Anybody here who knows the full box markings?

Edit:
Just found some 5.56x45 too;
guns.com/review/2014/06/21/c … o-be-true/


#9

Tennsats, I went on the internet and now I understand. I found the following…

So now I know, even old dogs can learn new tricks, it just takes a lot longer… And, lots of people will tell you that I also qualify as “archaic”.

Cheers,
Lew


#10

As EOD correctly points out, I referred to the Ukraine!
Of course, I wasn’t trying to belittle, it is just a common mistake that many make these days.
After all, without the «archaic» cartridge collectors, who would be here to help new people like me learn the ropes? :)

Best from the land of the midnight sun,
Ole


#11

The fact is, that current boxes of ammo, and some other documents that originate from Ukraine, do NOT us the term “Made in THE Ukraine” nor use the “The” in other contexts. If “The Ukraine” is the CURRENTLY approved form of the country’s name, why does it not appear that way on all native printings of the name? Just curious. My Atlas, an American publication, published in 2001, also shows the country name as simply “Ukraine,” or the transliterated equivalent of “Ukraine.”

Treshkin - perhaps you can tell us the current preferred version of the name.
With the amount of times I use that country’s name in speech and writing, I do not want to be in a position to slight my friends there with an inaccurate rendition of the name of their country.


#12

John, just look at Ukraine’s MFA website. I assume it is them who decide how their country is named correctly in English resp. in international matters.
mfa.gov.ua/en


#13

Maybe you misunderstood my post, John - Ukraine is the current valid spelling. «The Ukraine» comes from the Soviet times when Ukraine was ruled by the union, hence «the» indicating a republic, state, region, under Russian rule. For a comparison, as Lew posted, «The Argentine» is now Argentina.
In 2014, Ukraine is of course a sovereign country, but some still use the incorrect form as if the Union was still intact.

I could also mention that the capital of Ukraine, Київ (Ru: Киев) is transliterated from UA-EN as Kyiv, not Kiev.

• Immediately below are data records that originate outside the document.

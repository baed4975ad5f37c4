//! The stash archive: a container-local `(branch -> stash handle)` map,
//! persisted outside the state document's slot table (`spec.md` §4.7 step
//! 5b, §9 Open Question on format).
//!
//! Resolved as a flat TOML map at `.wt/stashes/archive.toml`, keyed by the
//! §4.2-encoded branch name (branch names aren't valid TOML keys or
//! filesystem-safe on their own). Atomic write follows the same
//! temp-file-then-rename idiom as [`crate::state`].

use std::collections::BTreeMap;
use std::path::Path;

use chrono::{DateTime, Utc};
use serde::{Deserialize, Serialize};

use crate::codec;
use crate::error::Error;

#[derive(Debug, Clone, PartialEq, Serialize, Deserialize)]
pub struct StashEntry {
    pub handle: String,
    pub stashed_at: DateTime<Utc>,
}

#[derive(Debug, Clone, Default, PartialEq, Serialize, Deserialize)]
pub struct StashArchive {
    /// Keyed by the §4.2-encoded branch name; use `BTreeMap` (rather than
    /// `IndexMap`, see `state.rs`) since ordering here is incidental and
    /// sorted-by-key output is the more readable diff for an archive file.
    #[serde(default)]
    entries: BTreeMap<String, StashEntry>,
}

impl StashArchive {
    fn archive_path(control_dir: &Path) -> std::path::PathBuf {
        control_dir.join("stashes").join("archive.toml")
    }

    pub fn read(control_dir: &Path) -> Result<StashArchive, Error> {
        let path = Self::archive_path(control_dir);
        let content = match std::fs::read_to_string(&path) {
            Ok(content) => content,
            Err(e) if e.kind() == std::io::ErrorKind::NotFound => return Ok(StashArchive::default()),
            Err(e) => return Err(Error::io(&path, e)),
        };
        toml::from_str(&content).map_err(|e| Error::ContainerCorrupt(e.to_string()))
    }

    pub fn write(&self, control_dir: &Path) -> Result<(), Error> {
        let dir = control_dir.join("stashes");
        std::fs::create_dir_all(&dir).map_err(|e| Error::io(&dir, e))?;
        let content = toml::to_string_pretty(self).map_err(|e| Error::ContainerCorrupt(e.to_string()))?;

        let mut temp = tempfile::Builder::new()
            .prefix("archive")
            .suffix(".toml.tmp")
            .tempfile_in(&dir)
            .map_err(|e| Error::io(&dir, e))?;
        use std::io::Write;
        temp.write_all(content.as_bytes()).map_err(|e| Error::io(&dir, e))?;
        temp.as_file().sync_all().map_err(|e| Error::io(&dir, e))?;

        let path = Self::archive_path(control_dir);
        temp.persist(&path).map_err(|e| Error::io(&path, e.error))?;
        Ok(())
    }

    pub fn insert(&mut self, branch: &str, handle: String, now: DateTime<Utc>) {
        self.entries.insert(
            codec::encode(branch),
            StashEntry {
                handle,
                stashed_at: now,
            },
        );
    }

    pub fn take(&mut self, branch: &str) -> Option<StashEntry> {
        self.entries.remove(&codec::encode(branch))
    }

    pub fn get(&self, branch: &str) -> Option<&StashEntry> {
        self.entries.get(&codec::encode(branch))
    }
}
//! The container lock (`spec.md` §4.4): exclusive, process-safe, bounded by
//! a 30s timeout.
//!
//! Grounded directly on the teacher's `acquire_config_lock`
//! (`src/config/user.rs`): a `.lock` file opened/created alongside the thing
//! being protected, locked via `fs2::FileExt`. The teacher calls the
//! blocking `lock_exclusive()`, which waits forever; the spec requires a
//! bounded wait, so this polls `try_lock_exclusive()` instead.

use std::fs::{File, OpenOptions};
use std::path::Path;
use std::time::{Duration, Instant};

use fs2::FileExt;

use crate::error::Error;

const DEFAULT_TIMEOUT: Duration = Duration::from_secs(30);
const POLL_INTERVAL: Duration = Duration::from_millis(10);

/// An exclusive hold on a container's `.wt/lock` file. Releases on `Drop`,
/// which covers every exit path — success, error, or panic — per
/// `spec.md` §4.4.
pub struct ContainerLock {
    file: File,
}

impl ContainerLock {
    /// Acquire the lock, blocking the caller (with short polling sleeps) up
    /// to the default 30s timeout.
    pub fn acquire(control_dir: &Path) -> Result<ContainerLock, Error> {
        Self::acquire_with_timeout(control_dir, DEFAULT_TIMEOUT)
    }

    /// Same as [`acquire`](Self::acquire) with an explicit timeout, for
    /// tests that want to observe `LockTimeout` without waiting 30 real
    /// seconds.
    pub fn acquire_with_timeout(control_dir: &Path, timeout: Duration) -> Result<ContainerLock, Error> {
        std::fs::create_dir_all(control_dir).map_err(|e| Error::io(control_dir, e))?;
        let lock_path = control_dir.join("lock");

        let file = OpenOptions::new()
            .read(true)
            .write(true)
            .create(true)
            .truncate(false)
            .open(&lock_path)
            .map_err(|e| Error::io(&lock_path, e))?;

        let deadline = Instant::now() + timeout;
        loop {
            match file.try_lock_exclusive() {
                Ok(()) => {
                    log::debug!("acquired container lock at {}", lock_path.display());
                    return Ok(ContainerLock { file });
                }
                Err(_) if Instant::now() < deadline => {
                    std::thread::sleep(POLL_INTERVAL);
                }
                Err(_) => return Err(Error::LockTimeout),
            }
        }
    }
}

impl Drop for ContainerLock {
    fn drop(&mut self) {
        let _ = fs2::FileExt::unlock(&self.file);
    }
}
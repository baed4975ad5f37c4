//! The persistent state document (`spec.md` §3, "State document") and its
//! atomic on-disk representation (§4.3).
//!
//! Atomic write is grounded on the teacher's rename-into-place pattern for
//! on-disk caches (`src/commands/list/ci_status.rs`, `src/commands/select/
//! summary.rs` both write a sibling temp file then `fs::rename` over the
//! target); here done with `tempfile::NamedTempFile` for the fsync-then-
//! persist idiom instead of a hand-rolled temp path.

use std::path::Path;

use chrono::{DateTime, Utc};
use indexmap::IndexMap;
use serde::{Deserialize, Serialize};

use crate::error::Error;

pub type SlotName = String;
pub type BranchName = String;

/// Current on-disk state-document version. Bumped only by a migration; none
/// exist yet.
pub const CURRENT_VERSION: u32 = 1;

#[derive(Debug, Clone, PartialEq, Serialize, Deserialize)]
pub struct Slot {
    #[serde(skip_serializing_if = "Option::is_none", default)]
    pub branch: Option<BranchName>,
    pub last_used_at: DateTime<Utc>,
    #[serde(default)]
    pub pinned: bool,
}

impl Slot {
    pub fn vacant(now: DateTime<Utc>) -> Self {
        Slot {
            branch: None,
            last_used_at: now,
            pinned: false,
        }
    }

    pub fn is_vacant(&self) -> bool {
        self.branch.is_none()
    }
}

#[derive(Debug, Clone, PartialEq, Serialize, Deserialize)]
pub struct State {
    pub version: u32,
    #[serde(default)]
    pub slots: IndexMap<SlotName, Slot>,
}

impl Default for State {
    fn default() -> Self {
        State {
            version: CURRENT_VERSION,
            slots: IndexMap::new(),
        }
    }
}

impl State {
    fn state_path(control_dir: &Path) -> std::path::PathBuf {
        control_dir.join("state.toml")
    }

    /// Read the state document. An absent file is not an error: it means an
    /// empty, freshly-initialized state (`spec.md` §4.3).
    pub fn read(control_dir: &Path) -> Result<State, Error> {
        let path = Self::state_path(control_dir);
        let content = match std::fs::read_to_string(&path) {
            Ok(content) => content,
            Err(e) if e.kind() == std::io::ErrorKind::NotFound => return Ok(State::default()),
            Err(e) => return Err(Error::io(&path, e)),
        };
        toml::from_str(&content).map_err(|e| Error::ContainerCorrupt(e.to_string()))
    }

    /// Atomically write the state document: write to a sibling temp file,
    /// fsync, then rename over the target.
    pub fn write(&self, control_dir: &Path) -> Result<(), Error> {
        std::fs::create_dir_all(control_dir).map_err(|e| Error::io(control_dir, e))?;
        let content = toml::to_string_pretty(self)
            .map_err(|e| Error::ContainerCorrupt(e.to_string()))?;

        let mut temp = tempfile::Builder::new()
            .prefix("state")
            .suffix(".toml.tmp")
            .tempfile_in(control_dir)
            .map_err(|e| Error::io(control_dir, e))?;

        use std::io::Write;
        temp.write_all(content.as_bytes())
            .map_err(|e| Error::io(control_dir, e))?;
        temp.as_file().sync_all().map_err(|e| Error::io(control_dir, e))?;

        let path = Self::state_path(control_dir);
        temp.persist(&path)
            .map_err(|e| Error::io(&path, e.error))?;
        Ok(())
    }
}
//! Reversible, injective branch-name <-> path-safe-string codec.
//!
//! See `spec.md` §4.2. No teacher equivalent — worktrunk sanitizes branch
//! names lossily (`/` -> `-`) for display, which is exactly the collision the
//! spec calls out (`a-b` vs `a/b`). This is built fresh from the spec's own
//! three-step algorithm.
//!
//! ## Algorithm
//!
//! Encode (in order):
//! 1. Percent-encode every literal `-` as `%2D`, and every literal `%` as
//!    `%25`, in the same pass. Escaping `-` reserves `--` as the structural
//!    separator token before anything else touches the string: the spec's
//!    prose only calls out escaping doubled `--` pairs, but doing that alone
//!    leaves lone hyphens in the string, and a lone hyphen sitting right next
//!    to a `/` combines with that slash's step-3 substitution into a run of
//!    hyphens indistinguishable from two adjacent structural tokens
//!    (`encode("a-/-b")` and `encode("a//b")` would otherwise both be
//!    `"a----b"`, breaking injectivity). Escaping `%` in this same pass (and
//!    not folding it into step 2) matters for the opposite reason: step 1's
//!    own `-` -> `%2D` substitution *introduces* `%` characters, so escaping
//!    raw `%` has to happen on the original bytes before that substitution
//!    runs, or the escape marker would shadow itself. Escaping every hyphen
//!    and percent, not just the ones that already look structural, removes
//!    every raw occurrence of either before step 3 runs, so every `-` and `%`
//!    surviving into the final string came from this codec's own escaping
//!    and decoding is unambiguous.
//! 2. Percent-encode space, every `.`, and any control byte. Encoding every
//!    dot (not just the ones forming `..` or a leading `.`) is stricter than
//!    the spec's safety contract requires, but keeps step 2 a single linear
//!    pass with no lookahead, and percent-decoding reverses it exactly the
//!    same either way. This step never introduces a new `%`, so it can't
//!    collide with step 1's escaping.
//! 3. Replace `/` with `--`.
//!
//! Decode reverses these in the opposite order: `--` -> `/`, then a single
//! percent-decode pass undoes both step 1 and step 2 at once.

fn percent_encode_byte(byte: u8, out: &mut String) {
    out.push('%');
    out.push_str(&format!("{byte:02X}"));
}

fn is_control(byte: u8) -> bool {
    byte < 0x20 || byte == 0x7f
}

/// Encode a branch name into a path-safe, injective, reversible string.
pub fn encode(branch: &str) -> String {
    let step1 = escape_hyphens(branch);
    let step2 = escape_reserved(&step1);
    step2.replace('/', "--")
}

fn escape_hyphens(input: &str) -> String {
    let mut out = String::with_capacity(input.len());
    for ch in input.chars() {
        if ch == '-' {
            percent_encode_byte(b'-', &mut out);
        } else if ch == '%' {
            percent_encode_byte(b'%', &mut out);
        } else {
            out.push(ch);
        }
    }
    out
}

fn escape_reserved(input: &str) -> String {
    let mut out = String::with_capacity(input.len());
    for ch in input.chars() {
        if ch == ' ' || ch == '.' {
            percent_encode_byte(ch as u8, &mut out);
        } else if ch.is_ascii() && is_control(ch as u8) {
            percent_encode_byte(ch as u8, &mut out);
        } else {
            out.push(ch);
        }
    }
    out
}

/// Decode a string produced by [`encode`] back into the original branch name.
pub fn decode(encoded: &str) -> String {
    let unstructured = encoded.replace("--", "/");
    percent_decode(&unstructured)
}

fn percent_decode(input: &str) -> String {
    let bytes = input.as_bytes();
    let mut out: Vec<u8> = Vec::with_capacity(bytes.len());
    let mut i = 0;
    while i < bytes.len() {
        if bytes[i] == b'%' && i + 2 < bytes.len() {
            if let Ok(hex) = std::str::from_utf8(&bytes[i + 1..i + 3]) {
                if let Ok(value) = u8::from_str_radix(hex, 16) {
                    out.push(value);
                    i += 3;
                    continue;
                }
            }
        }
        out.push(bytes[i]);
        i += 1;
    }
    String::from_utf8_lossy(&out).into_owned()
}

/// `true` if `s` satisfies the codec's safety contract (no `/`, no null
/// byte, no `..`, doesn't start with `.`).
pub fn is_path_safe(s: &str) -> bool {
    !s.contains('/') && !s.contains('\0') && !s.contains("..") && !s.starts_with('.')
}
use slotwt::git::CliGit;
use slotwt::styling::{eprintln, println, warning_message};

use crate::cli::current_dir;

pub fn handle_checkout(branch: &str, no_restore: bool) -> anyhow::Result<()> {
    let outcome = slotwt::engine::checkout(&current_dir(), &CliGit, branch, no_restore)?;

    println!("wt: checked out {branch} in slot {}", outcome.slot_name);
    if let Some(warning) = outcome.stash_restore_warning {
        eprintln!("{}", warning_message(warning));
    }
    Ok(())
}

Kiev is the transliteration of the Russian spelling. Since 1995, a transliteration reform made Kyiv the correct version. Since then, Kyiv has been used in all official contexts.

Just some food for thought, as I know that Ukrainian friends of mine appreciate those who know the difference. It may seem trivial but I am sure the difference is big enough to matter, especially in these trying times.

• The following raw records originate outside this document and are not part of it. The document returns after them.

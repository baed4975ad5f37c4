//! Crate-wide error taxonomy.
//!
//! One enum, values not types, per `spec.md` §7. Each variant maps to a
//! single user-visible stderr line (`wt: <message>`) and exit code 1; none of
//! these carry a raw Rust backtrace or subprocess dump into the terminal.

use std::path::PathBuf;

use crate::styling::{ERROR, ERROR_BOLD, ERROR_EMOJI, HINT, HINT_EMOJI};

#[derive(Debug)]
pub enum Error {
    /// Discovery walked up to the filesystem root without finding `.wt/`.
    NotInContainer,
    /// `.wt/` exists but essential pieces (repo, state version) are missing
    /// or unparsable.
    ContainerCorrupt(String),
    /// Another process held the container lock past the timeout.
    LockTimeout,
    /// The requested branch does not exist and the core cannot create it.
    UnknownBranch(String),
    /// No eviction candidate: every slot is pinned.
    AllSlotsPinned,
    /// A `git` subprocess exited non-zero.
    GitFailure { op: String, stderr: String },
    /// An explicit slot name did not match any slot.
    SlotNotFound(String),
    /// Restoring a stash failed; the checkout itself still succeeded. Carried
    /// as an error value so callers can choose to downgrade it to a warning
    /// (see `spec.md` §7 — non-fatal).
    StashRestoreFailed { branch: String, detail: String },
    /// A filesystem operation failed.
    Io { path: PathBuf, detail: String },
    /// No slot currently holds a branch (`resume` with nothing checked out).
    NoSlotsInUse,
}

impl Error {
    pub fn io(path: impl Into<PathBuf>, err: std::io::Error) -> Self {
        Error::Io {
            path: path.into(),
            detail: err.to_string(),
        }
    }
}

impl std::fmt::Display for Error {
    fn fmt(&self, f: &mut std::fmt::Formatter<'_>) -> std::fmt::Result {
        match self {
            Error::NotInContainer => write!(
                f,
                "{ERROR_EMOJI} {ERROR}Not inside a worktree container{ERROR:#}\n\n{HINT_EMOJI} {HINT}Run 'wt init' to create one{HINT:#}"
            ),
            Error::ContainerCorrupt(detail) => {
                write!(f, "{ERROR_EMOJI} {ERROR}Container is corrupt: {detail}{ERROR:#}")
            }
            Error::LockTimeout => write!(
                f,
                "{ERROR_EMOJI} {ERROR}Timed out waiting for another 'wt' process to finish{ERROR:#}"
            ),
            Error::UnknownBranch(name) => write!(
                f,
                "{ERROR_EMOJI} {ERROR}Branch {ERROR_BOLD}{name}{ERROR_BOLD:#}{ERROR} does not exist{ERROR:#}"
            ),
            Error::AllSlotsPinned => write!(
                f,
                "{ERROR_EMOJI} {ERROR}All slots are pinned; nothing to evict{ERROR:#}\n\n{HINT_EMOJI} {HINT}Unpin a slot with 'wt unpin' first{HINT:#}"
            ),
            Error::GitFailure { op, stderr } => {
                let stderr = stderr.trim();
                if stderr.is_empty() {
                    write!(f, "{ERROR_EMOJI} {ERROR}git {op} failed{ERROR:#}")
                } else {
                    write!(f, "{ERROR_EMOJI} {ERROR}git {op} failed: {stderr}{ERROR:#}")
                }
            }
            Error::SlotNotFound(name) => {
                write!(f, "{ERROR_EMOJI} {ERROR}No slot named {ERROR_BOLD}{name}{ERROR_BOLD:#}{ERROR:#}")
            }
            Error::StashRestoreFailed { branch, detail } => write!(
                f,
                "{ERROR_EMOJI} {ERROR}Could not restore stashed work for {ERROR_BOLD}{branch}{ERROR_BOLD:#}{ERROR}: {detail}{ERROR:#}"
            ),
            Error::Io { path, detail } => {
                write!(f, "{ERROR_EMOJI} {ERROR}{}: {detail}{ERROR:#}", path.display())
            }
            Error::NoSlotsInUse => {
                write!(f, "{ERROR_EMOJI} {ERROR}No slots currently have a branch checked out{ERROR:#}")
            }
        }
    }
}

impl std::error::Error for Error {}

impl From<std::io::Error> for Error {
    fn from(e: std::io::Error) -> Self {
        Error::Io {
            path: PathBuf::new(),
            detail: e.to_string(),
        }
    }
}
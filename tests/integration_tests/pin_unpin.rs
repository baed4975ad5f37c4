//! Pin inviolability, per `spec.md` §8 property 8 and scenario S4.

use slotwt::git::CliGit;

use crate::common::TestContainer;

#[test]
fn s4_pinning_every_occupied_slot_blocks_further_eviction() {
    let container = TestContainer::new(2);
    container.branch("feat1");
    container.branch("feat2");

    slotwt::engine::checkout(container.container_root(), &CliGit, "main", false).unwrap();
    slotwt::engine::checkout(container.container_root(), &CliGit, "feat1", false).unwrap();

    slotwt::ops::pin(container.container_root(), &CliGit, None).unwrap_err(); // no slot arg, not inside a slot
    for name in &container.slot_names {
        slotwt::ops::pin(container.container_root(), &CliGit, Some(name)).unwrap();
    }

    let before = container.state();
    let err = slotwt::engine::checkout(container.container_root(), &CliGit, "feat2", false).unwrap_err();
    assert!(matches!(err, slotwt::Error::AllSlotsPinned));

    let after = container.state();
    assert_eq!(before, after);
}

#[test]
fn unpin_allows_eviction_again() {
    let container = TestContainer::new(1);
    container.branch("feat1");

    slotwt::engine::checkout(container.container_root(), &CliGit, "main", false).unwrap();
    let only_slot = &container.slot_names[0];
    slotwt::ops::pin(container.container_root(), &CliGit, Some(only_slot)).unwrap();

    let err = slotwt::engine::checkout(container.container_root(), &CliGit, "feat1", false).unwrap_err();
    assert!(matches!(err, slotwt::Error::AllSlotsPinned));

    slotwt::ops::unpin(container.container_root(), &CliGit, Some(only_slot)).unwrap();
    slotwt::engine::checkout(container.container_root(), &CliGit, "feat1", false).unwrap();
}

Hope Lew can forgive my «hijacking» of his thread.

  • Ole

#14

Ole - you are correct, of course. I misread the opening remark about the name of Ukraine to indicate that “the Ukraine” was current. I know in the past it was referred to that way. Sorry about that. I read some these things to fast, I’m afraid. My eyes go faster than my feeble mind can absorb what they see. Sorry about that.

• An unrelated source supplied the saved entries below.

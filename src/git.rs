//! Git facade (`spec.md` §4.6): the abstract operations the slot engine
//! consumes. `CliGit` shells out to the real `git` binary, grounded line for
//! line on the teacher's `Repository::run_command`
//! (`src/git/repository/mod.rs`): `Command::new("git")`, `.args(...)`,
//! `.current_dir(...)`, capture both streams, non-zero exit becomes a
//! taxonomy error carrying the op name and trimmed stderr.
//!
//! Per `spec.md` §9 ("a capability value ... no runtime class hierarchy
//! needed"), this is a plain trait rather than a trait-object registry; the
//! real implementation is exercised directly against throwaway repositories
//! in tests, matching the teacher's preference for running real git over
//! mocking it.

use std::path::{Path, PathBuf};
use std::process::Command;

use crate::error::Error;

/// The eight git operations the slot engine needs, per `spec.md` §4.6.
pub trait GitFacade {
    fn current_branch(&self, path: &Path) -> Result<Option<String>, Error>;
    fn branch_exists(&self, repo: &Path, name: &str) -> Result<bool, Error>;
    fn create_branch(&self, repo: &Path, name: &str, from_ref: &str) -> Result<(), Error>;
    fn worktree_add(&self, repo: &Path, path: &Path, branch: &str) -> Result<(), Error>;
    fn worktree_remove(&self, repo: &Path, path: &Path) -> Result<(), Error>;
    fn stash_create(&self, slot_path: &Path) -> Result<Option<String>, Error>;
    fn stash_apply(&self, slot_path: &Path, handle: &str) -> Result<(), Error>;
    fn is_clean(&self, slot_path: &Path) -> Result<bool, Error>;
}

/// Shells out to the system `git` binary.
#[derive(Debug, Default, Clone, Copy)]
pub struct CliGit;

impl CliGit {
    fn run(&self, op: &str, dir: &Path, args: &[&str]) -> Result<String, Error> {
        log::debug!("$ git {} [{}]", args.join(" "), dir.display());

        let output = Command::new("git")
            .args(args)
            .current_dir(dir)
            .output()
            .map_err(|e| Error::GitFailure {
                op: op.to_string(),
                stderr: e.to_string(),
            })?;

        if !output.status.success() {
            let stderr = String::from_utf8_lossy(&output.stderr).trim().to_string();
            return Err(Error::GitFailure {
                op: op.to_string(),
                stderr,
            });
        }

        Ok(String::from_utf8_lossy(&output.stdout).into_owned())
    }
}

impl GitFacade for CliGit {
    fn current_branch(&self, path: &Path) -> Result<Option<String>, Error> {
        if !path.is_dir() {
            return Ok(None);
        }
        match self.run(
            "rev-parse --abbrev-ref HEAD",
            path,
            &["rev-parse", "--abbrev-ref", "HEAD"],
        ) {
            Ok(stdout) => {
                let branch = stdout.trim();
                if branch.is_empty() || branch == "HEAD" {
                    Ok(None) // detached HEAD
                } else {
                    Ok(Some(branch.to_string()))
                }
            }
            Err(_) => Ok(None), // not a git worktree at all
        }
    }

    fn branch_exists(&self, repo: &Path, name: &str) -> Result<bool, Error> {
        let reference = format!("refs/heads/{name}");
        match self.run(
            "show-ref --verify --quiet",
            repo,
            &["show-ref", "--verify", "--quiet", &reference],
        ) {
            Ok(_) => Ok(true),
            Err(Error::GitFailure { .. }) => Ok(false),
            Err(e) => Err(e),
        }
    }

    fn create_branch(&self, repo: &Path, name: &str, from_ref: &str) -> Result<(), Error> {
        self.run("branch", repo, &["branch", name, from_ref])?;
        Ok(())
    }

    fn worktree_add(&self, repo: &Path, path: &Path, branch: &str) -> Result<(), Error> {
        let path_str = path.to_string_lossy().into_owned();
        self.run(
            "worktree add",
            repo,
            &["worktree", "add", &path_str, branch],
        )?;
        Ok(())
    }

    fn worktree_remove(&self, repo: &Path, path: &Path) -> Result<(), Error> {
        let path_str = path.to_string_lossy().into_owned();
        self.run(
            "worktree remove",
            repo,
            &["worktree", "remove", "--force", &path_str],
        )?;
        Ok(())
    }

    fn stash_create(&self, slot_path: &Path) -> Result<Option<String>, Error> {
        if self.is_clean(slot_path)? {
            return Ok(None);
        }
        // `git stash create [<message>]` takes no flags — every argument
        // after the subcommand is folded into the message, so
        // `stash create -u` silently does *not* enable untracked files; it
        // just names the stash "-u". To capture untracked files (required by
        // `spec.md` §3's stash-handle contract) we stage them into this
        // worktree's own index first (each `git worktree` has its own index,
        // so this can't disturb another slot's staged state), then let
        // `stash create` snapshot the now-fully-staged tree.
        self.run("add -A", slot_path, &["add", "-A"])?;
        let handle = self.run("stash create", slot_path, &["stash", "create", "slotwt-evicted"])?;
        let handle = handle.trim();
        if handle.is_empty() {
            return Ok(None);
        }
        // `stash create` leaves the working tree (and the index we just
        // staged) untouched and doesn't add to `refs/stash`, so the commit
        // it returns is otherwise unreachable and eligible for gc. `stash
        // store` anchors it in the stash reflog; the engine's own archive
        // still holds the authoritative `(branch -> handle)` mapping. Reset
        // and clean the working tree ourselves afterward, since the
        // engine's next step deletes this directory and expects a tree with
        // nothing left to capture.
        self.run(
            "stash store",
            slot_path,
            &["stash", "store", "-m", "slotwt-evicted", handle],
        )?;
        self.run("reset --hard", slot_path, &["reset", "--hard", "HEAD"])?;
        self.run(
            "clean -fd",
            slot_path,
            &["clean", "-fd"],
        )?;
        Ok(Some(handle.to_string()))
    }

    fn stash_apply(&self, slot_path: &Path, handle: &str) -> Result<(), Error> {
        // `git stash apply` accepts a bare commit-ish directly, but `git
        // stash drop` does not — it only accepts a `stash@{N}` reflog
        // reference and rejects a raw sha with "is not a stash reference".
        // `refs/stash` is shared by every worktree of this container's repo
        // (it isn't a per-worktree ref), so every slot's eviction piles onto
        // the same reflog; resolve `handle`'s current position in it rather
        // than assuming any fixed index.
        self.run("stash apply", slot_path, &["stash", "apply", handle])?;
        let stash_ref = self.stash_ref_for(slot_path, handle)?;
        self.run("stash drop", slot_path, &["stash", "drop", &stash_ref])?;
        Ok(())
    }

    /// Resolve `handle` (a stash commit's sha) to its current `stash@{N}`
    /// position in `refs/stash`'s reflog, for operations like `stash drop`
    /// that require the reflog form rather than a bare commit-ish.
    fn stash_ref_for(&self, slot_path: &Path, handle: &str) -> Result<String, Error> {
        let list = self.run("stash list", slot_path, &["stash", "list", "--format=%H"])?;
        let index = list
            .lines()
            .position(|line| line.trim() == handle)
            .ok_or_else(|| Error::GitFailure {
                op: "stash drop".to_string(),
                stderr: format!("no entry for {handle} in refs/stash"),
            })?;
        Ok(format!("stash@{{{index}}}"))
    }

    fn is_clean(&self, slot_path: &Path) -> Result<bool, Error> {
        let status = self.run(
            "status --porcelain",
            slot_path,
            &["status", "--porcelain"],
        )?;
        Ok(status.trim().is_empty())
    }
}

/// Where this container's bare-ish clone lives, relative to the control
/// directory (`spec.md` §3: `repo_dir = control_dir/repo`).
pub fn repo_dir(control_dir: &Path) -> PathBuf {
    control_dir.join("repo")
}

EOD - Ole’s explanation of my error in comprehension was enough for me. However, just for fun, I looked at that website and saw that the country name was, in every instance, simply “Ukraine.” I feel much better about that now, thanks to you and Ole, because I have been referring to it as Ukraine for years, including every reference in my book manuscript.

O.K. Lew - guess you can have this thread back now. You have SSgt Moss’ permission. :-)


#15

Fede, thanks!
Do you happen to know if the boxes of SCDS (LVE) have respective LVE markings too?


#16

[quote=“tennsats”]As EOD correctly points out, I referred to the Ukraine!
Of course, I wasn’t trying to belittle, it is just a common mistake that many make these days.[/quote]
Don’t feel bad, I know several old-time collectors who insist on calling the IAA the “ICCA”. All is well.


#17

DK - I still have a little problem with that, although it is fading over time. Never liked the change - considered it a matter of being “PC” and I am about the least “PC” guy in the world. I still have a problem with “ECRA” over “ECCC” as well. Always seemed to me to say that “collector” was a dirty word, yet the vast majority of all accurate arms and ammunition research has been done by collectors, with a few subjects within that realm, such a reloading, and Forensic issues, where shooters and law enforcement have led the way, respectively.